Lawrence just seemed like he was on his own path. Like he was on a mission to keep doing the work he was doing and he was gonna keep doing it whether he got the job or not. He was offered the position the next week.
In my time working next to him in the specific kind of office environment hell known as an open floor plan, I regularly got inspired by two things about Lawrence. First, as a known writer at a reputable publication with a travel budget, he could’ve been profiling any artist he wanted. I’m sure he had huge labels and publicists in his ear, but he largely gave a platform to the up-and-coming artists in Baltimore. And secondly, his journalism didn’t stop at publication. He often took his pieces into the real world with shows and live events with the artists he backed. It was a very DIY approach that I found, for lack of a better term, extremely punk.

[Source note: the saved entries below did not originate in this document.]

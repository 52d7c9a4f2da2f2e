//! Serial link to the actuator controller.

use crate::transport::{frame_command, Transport, TransportError};
use std::io::Write;
use std::time::Duration;
use tracing::debug;

pub struct SerialTransport {
    port_name: String,
    baud_rate: u32,
    port: Option<Box<dyn serialport::SerialPort>>,
}

impl SerialTransport {
    /// Open `port_name` at a fixed baud rate.
    pub fn open(port_name: &str, baud_rate: u32) -> Result<Self, TransportError> {
        let port = serialport::new(port_name, baud_rate)
            .timeout(Duration::from_secs(1))
            .open()?;

        Ok(Self {
            port_name: port_name.to_string(),
            baud_rate,
            port: Some(port),
        })
    }

    /// List available serial ports.
    pub fn list_ports() -> Vec<String> {
        serialport::available_ports()
            .map(|ports| ports.into_iter().map(|p| p.port_name).collect())
            .unwrap_or_default()
    }
}

impl Transport for SerialTransport {
    fn describe(&self) -> String {
        format!("serial {} @ {} baud", self.port_name, self.baud_rate)
    }

    fn send(&mut self, command: u16) -> Result<(), TransportError> {
        let port = self.port.as_mut().ok_or(TransportError::Closed)?;
        port.write_all(frame_command(command).as_bytes())?;
        port.flush()?;
        Ok(())
    }

    fn close(&mut self) -> Result<(), TransportError> {
        if self.port.take().is_some() {
            debug!(port = %self.port_name, "Serial link closed");
        }
        Ok(())
    }
}

impl Drop for SerialTransport {
    fn drop(&mut self) {
        let _ = self.close();
    }
}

And now, he is about to release his first book this week, No Sense in Wishing, which, fun fact, was edited by Kate Napolitano, the editor of my book SELLOUT. The book is an essay collection that documents his time growing up in Baltimore, finding community in music, and the lessons learned along the way. There’s an essay about how his Christian upbringing led to a crisis of conscience for enjoying the music of Three 6 Mafia that made me laugh out loud more than once. There’s another essay about being the only person in his friend group who would cop to enjoying the music of Lupe Fiasco. And other essays about an eye-opening trip to Johannesburg, his mother performing as a warm-up act for Gil Scott-Heron, and his tradition of bonding with his daughter over music. These are very surface level descriptions, of course. The essays contain way more depth and nuance than I can really explain in a few words.
I recently talked to Lawrence about why repping your hometown is so important for documentarians, how to write honestly about the uncomfortable parts of your life, and the recent cover story he wrote for Pitchfork about Turnstile.
I want to talk about the book but I also wanted to ask you about the recent profile that you wrote about Turnstile for Pitchfork. I liked this as a writer/subject pairing because I know you didn't primarily grow up on hardcore, but you approached the band from a Baltimore angle. Did that help with the band? I know they're doing like a million interviews right now. Did that help set you apart?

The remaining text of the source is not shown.